• [EXERCISE] Return all lines from the entries below in which the word "SecretWord" is present.

━━━━━━

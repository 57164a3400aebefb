//! Word sources
//!
//! Rounds draw their secret word through `WordSource`, so the randomness can
//! be swapped for a seeded RNG or a fixed script.

use super::Vocabulary;
use crate::core::SecretWord;
use rand::Rng;

/// Supplies the secret word for each new round
pub trait WordSource {
    fn next_word(&mut self) -> SecretWord;
}

/// Uniform random selection from a vocabulary
pub struct RandomWords<R> {
    vocabulary: Vocabulary,
    rng: R,
}

impl<R: Rng> RandomWords<R> {
    #[must_use]
    pub const fn new(vocabulary: Vocabulary, rng: R) -> Self {
        Self { vocabulary, rng }
    }
}

impl<R: Rng> WordSource for RandomWords<R> {
    fn next_word(&mut self) -> SecretWord {
        self.vocabulary.choose(&mut self.rng).clone()
    }
}

/// Cycles through a fixed vocabulary in order
pub struct FixedWords {
    vocabulary: Vocabulary,
    next: usize,
}

impl FixedWords {
    #[must_use]
    pub const fn new(vocabulary: Vocabulary) -> Self {
        Self {
            vocabulary,
            next: 0,
        }
    }
}

impl WordSource for FixedWords {
    fn next_word(&mut self) -> SecretWord {
        let words = self.vocabulary.words();
        let word = words[self.next % words.len()].clone();
        self.next = (self.next + 1) % words.len();
        word
    }
}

━━━━━━

• [WRITTEN REPLY]
use crate::core::SecretWord;
    fn next_word(&mut self) -> SecretWord;
    fn next_word(&mut self) -> SecretWord {
    fn next_word(&mut self) -> SecretWord {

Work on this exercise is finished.